Good practices for HPC and Cloud 2019-05-23 - Assignment

NLeSC logo

SURFsara logo

The following exercises are the assignment to score points on the HPC Cloud session. After you have attended the presentations and followed the hands-on tutorial (including the Extras), you understand all the concepts that will allow you to propose valid solutions to the exercises. You can contact your facilitators if you have any questions.

NOTE:
Access to the HPC Cloud User Interface will remain available for one week after the date of the HPC Cloud session. The assignment needs to be delivered by then too.

General description of the exercise

Baloo always keeps a sharp weather eye open for improving his adventure possibilities. He has spotted a possibility to improve on-time delivery by looking into some historical airplane data.

He is now convinced that Principal Component Analysis is the key to his new enterprise.

Keeping himself busy in the cockpit, he has called you for help on the ground to crunch some data and provide some recommendations. Here is the telegram he wrote to you:

Telegram:

Use data from here STOP

Run PCA STOP

Recommend STOP

Your assignment:

delay-no-more

Deliver recommendations fast!

Imagine that, browsing the Internet, you get your hands on a compiled program called pca_on_planes, which follows exactly Baloo’s indications: it takes the dataset csv file and a list of column numbers to analyse as inputs, and it provides each column’s contribution to the PCA of the selected columns as outputs.

Describe a system, using the HPC Cloud, that will allow you to find the best contributing set of columns using a naïve PCA approach distributed among 1-core Virtual Machines, such that:

We split the assignment in different exercises to guide you through the process.

Marks:

Leaving the bonus exercises aside:

If you answer all exercises (except for the bonus) correctly, then you will get the maximum grade that you can get. We will value creative and smart solutions.

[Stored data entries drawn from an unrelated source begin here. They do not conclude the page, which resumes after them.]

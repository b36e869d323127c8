mod constants;
mod label_entry;
mod reference_objects;

use bevy::prelude::*;
use thiserror::Error;

use constants::FALLBACK_COLOR_LIGHTNESS;
use constants::FALLBACK_COLOR_SATURATION;
pub use label_entry::LabelEntry;
use label_entry::display_size_and_scale;
pub use reference_objects::ReferenceObject;
use reference_objects::reference_objects;

use crate::distance::LIGHT_YEAR_THRESHOLD_METERS;
use crate::distance::format_distance;

/// Builds the scale catalog once at startup and inserts it as a resource.
///
/// If the objects fail validation the error is logged and no catalog is inserted; everything that
/// depends on it is gated on `resource_exists::<ScaleCatalog>`.
pub struct CatalogPlugin;

impl Plugin for CatalogPlugin {
    fn build(&self, app: &mut App) {
        match ScaleCatalog::reference() {
            Ok(catalog) => {
                info!(
                    "scale catalog: {} entries from {} ({}) to {} ({})",
                    catalog.len(),
                    catalog.first().name,
                    catalog.first().distance_label,
                    catalog.last().name,
                    catalog.last().distance_label,
                );
                for entry in catalog.entries() {
                    debug!("  {}: {}", entry.name, entry.distance_label);
                }
                app.insert_resource(catalog);
            },
            Err(e) => error!("scale catalog rejected: {e}"),
        }
    }
}

#[derive(Error, Debug, Clone, PartialEq)]
pub enum CatalogError {
    #[error("catalog has no entries")]
    Empty,
    #[error("{name}: size must be finite and positive, got {size_meters}")]
    InvalidSize { name: String, size_meters: f64 },
    #[error("{name}: luminosity must be within 0..=1, got {luminosity}")]
    InvalidLuminosity { name: String, luminosity: f32 },
}

/// Reference objects sorted ascending by physical size. Never empty, never re-sorted.
#[derive(Resource, Debug, Clone)]
pub struct ScaleCatalog {
    entries: Vec<LabelEntry>,
}

impl ScaleCatalog {
    pub fn build(mut objects: Vec<ReferenceObject>) -> Result<Self, CatalogError> {
        if objects.is_empty() {
            return Err(CatalogError::Empty);
        }
        for object in &objects {
            validate(object)?;
        }

        objects.sort_by(|a, b| a.size_meters.total_cmp(&b.size_meters));

        let entries = objects.into_iter().map(into_label_entry).collect();
        Ok(Self { entries })
    }

    /// The built-in journey from DNA to the observable universe.
    pub fn reference() -> Result<Self, CatalogError> { Self::build(reference_objects()) }

    pub fn entries(&self) -> &[LabelEntry] { &self.entries }

    pub fn len(&self) -> usize { self.entries.len() }

    /// Smallest entry. `build` rejects empty catalogs, so there always is one.
    pub fn first(&self) -> &LabelEntry { &self.entries[0] }

    /// Largest entry.
    pub fn last(&self) -> &LabelEntry { &self.entries[self.entries.len() - 1] }
}

fn validate(object: &ReferenceObject) -> Result<(), CatalogError> {
    if !object.size_meters.is_finite() || object.size_meters <= 0.0 {
        return Err(CatalogError::InvalidSize {
            name:        object.name.clone(),
            size_meters: object.size_meters,
        });
    }
    if let Some(luminosity) = object.luminosity
        && !(0.0..=1.0).contains(&luminosity)
    {
        return Err(CatalogError::InvalidLuminosity {
            name: object.name.clone(),
            luminosity,
        });
    }
    Ok(())
}

fn into_label_entry(object: ReferenceObject) -> LabelEntry {
    let (display_size, display_scale) = display_size_and_scale(object.size_meters);

    LabelEntry {
        distance_label: format_distance(object.size_meters, LIGHT_YEAR_THRESHOLD_METERS),
        color: object.color.unwrap_or_else(random_color),
        luminosity: object.luminosity.unwrap_or(0.0),
        name: object.name,
        actual_size_meters: object.size_meters,
        display_size,
        display_scale,
        texture: object.texture,
    }
}

fn random_color() -> Color {
    Color::hsl(
        rand::random::<f32>() * 360.0,
        FALLBACK_COLOR_SATURATION,
        FALLBACK_COLOR_LIGHTNESS,
    )
}

#[cfg(test)]
mod tests {
    use super::*;
    use crate::catalog::constants::MIN_TEXT_SIZE;

    fn reference() -> ScaleCatalog {
        ScaleCatalog::reference().unwrap_or_else(|e| panic!("reference catalog invalid: {e}"))
    }

    #[test]
    fn test_reference_catalog_is_sorted_ascending() {
        let catalog = reference();
        assert_eq!(catalog.len(), 28);
        for pair in catalog.entries().windows(2) {
            assert!(
                pair[0].actual_size_meters <= pair[1].actual_size_meters,
                "{} sorts after {}",
                pair[0].name,
                pair[1].name
            );
        }
        assert_eq!(catalog.first().name, "DNA");
        assert_eq!(catalog.last().name, "Observable Universe");
    }

    #[test]
    fn test_build_sorts_unsorted_input() {
        let catalog = ScaleCatalog::build(vec![
            ReferenceObject::new("Earth", 1.27e7),
            ReferenceObject::new("DNA", 2e-9),
            ReferenceObject::new("Human", 1.7),
        ])
        .unwrap_or_else(|e| panic!("{e}"));

        let names: Vec<&str> = catalog.entries().iter().map(|e| e.name.as_str()).collect();
        assert_eq!(names, ["DNA", "Human", "Earth"]);
    }

    #[test]
    fn test_display_pair_reconstructs_physical_size() {
        for entry in reference().entries() {
            let relative_error =
                ((entry.display_extent() - entry.actual_size_meters) / entry.actual_size_meters).abs();
            assert!(relative_error < 1e-12, "{} drifted by {relative_error}", entry.name);
            assert!(entry.display_size >= MIN_TEXT_SIZE, "{} laid out too small", entry.name);
            assert!(entry.display_scale > 0.0);
        }
    }

    #[test]
    fn test_distance_labels_use_both_tables() {
        let catalog = reference();
        let label = |name: &str| {
            catalog
                .entries()
                .iter()
                .find(|e| e.name == name)
                .map(|e| e.distance_label.clone())
                .unwrap_or_default()
        };

        assert_eq!(label("DNA"), "2 nanometers");
        assert_eq!(label("US Penny"), "1.9 centimeters");
        assert_eq!(label("Earth"), "12,700 kilometers");
        assert_eq!(label("Betelgeuse"), "1 billion kilometers");
        assert_eq!(label("Ant Nebula"), "2 light years");
        assert_eq!(label("Milky Way Galaxy"), "100 thousand light years");
        assert_eq!(label("Observable Universe"), "93 billion light years");
    }

    #[test]
    fn test_luminosity_defaults_to_zero() {
        let catalog = ScaleCatalog::build(vec![ReferenceObject::new("Human", 1.7)])
            .unwrap_or_else(|e| panic!("{e}"));
        assert!(!catalog.first().is_glowing());
        assert!(catalog.first().luminosity.abs() < f32::EPSILON);
    }

    #[test]
    fn test_textures_pass_through_unmodified() {
        let catalog = reference();
        let textures: Vec<&str> = catalog
            .entries()
            .iter()
            .filter_map(|e| e.texture.as_deref())
            .collect();
        assert_eq!(textures, ["milky-way.png", "universe.png"]);
    }

    #[test]
    fn test_rejects_invalid_input() {
        assert_eq!(ScaleCatalog::build(Vec::new()).err(), Some(CatalogError::Empty));
        assert!(matches!(
            ScaleCatalog::build(vec![ReferenceObject::new("Nothing", 0.0)]),
            Err(CatalogError::InvalidSize { .. })
        ));
        assert!(matches!(
            ScaleCatalog::build(vec![ReferenceObject::new("Void", f64::NAN)]),
            Err(CatalogError::InvalidSize { .. })
        ));
        assert!(matches!(
            ScaleCatalog::build(vec![ReferenceObject::new("Nova", 1.0).with_luminosity(1.5)]),
            Err(CatalogError::InvalidLuminosity { .. })
        ));
    }

    #[test]
    fn test_plugin_inserts_catalog() {
        let mut app = App::new();
        app.add_plugins(CatalogPlugin);

        let catalog = app.world().get_resource::<ScaleCatalog>();
        assert_eq!(catalog.map(ScaleCatalog::len), Some(28));
        assert_eq!(catalog.map(|c| c.first().name.as_str()), Some("DNA"));
    }
}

The bonus exercises allow you to score additional points, to complement the rest of the exercises. If you provide nice solutions, we will give you credits when we use them as examples (if you allow us to).

Exercise 1

Explain to Baloo what your idea is: tell him which features of the HPC Cloud you are going to use to tackle his problem. Tell him how beautiful your answer is because… do you need to change the pca_on_planes program?

Exercise 2

Baloo’s telegram is rather sparing with words, and you like pictures. Draw a sketch that Baloo can understand, which illustrates what you came up with in the previous exercise.

Hints:

At least, you should be able to draw some boxes for the master and the workers, depicting how they communicate and where they live. You can use a UML Component diagram and/or a UML Deployment diagram, for example.

Exercise 3

Sketch in pseudocode what you think the programs look like:

Exercise 4

Imagine that you are given a program that does the master’s work, and the pca_on_planes program for the worker. Also, imagine that you have access to the same scripts makeme_master.sh and makeme_worker.sh that you used in one of the Extras exercises.

Write down the relevant steps that you must follow in the HPC Cloud UI to run those programs with 1 master and 3 workers.

Note:

We assume all VMs use only 1 core and 1GB of RAM, so you do not need to give details on how you configure the Templates.

Exercise 5

Having to create all workers by hand is very tedious. You are so happy that you can show Baloo how to let the master create the workers on demand!!!

Thus, for a solution where the master will create the workers on demand (the master now receives the amount of workers, W, as an extra parameter):

Exercise 6 - Bonus

Implement a solution for the master and the worker according to the original description (thus, without the master creating the workers). Send us the code with comments on what you did.

Hints:

  • You may be able to reuse the code for calculating PCA for the serial version that you get from the PCA exercise in the Extras, and both the configuring scripts for the master-workers configuration from the MPI exercise.
  • Some useful information: you can run a command on a remote machine using the ssh command, as in: ssh <username>@<remote-IP> '<command>' (do NOT write the less-than and greater-than signs from that previous line)

Exercise 7 - Bonus

Implement a solution where the master creates (and releases) workers.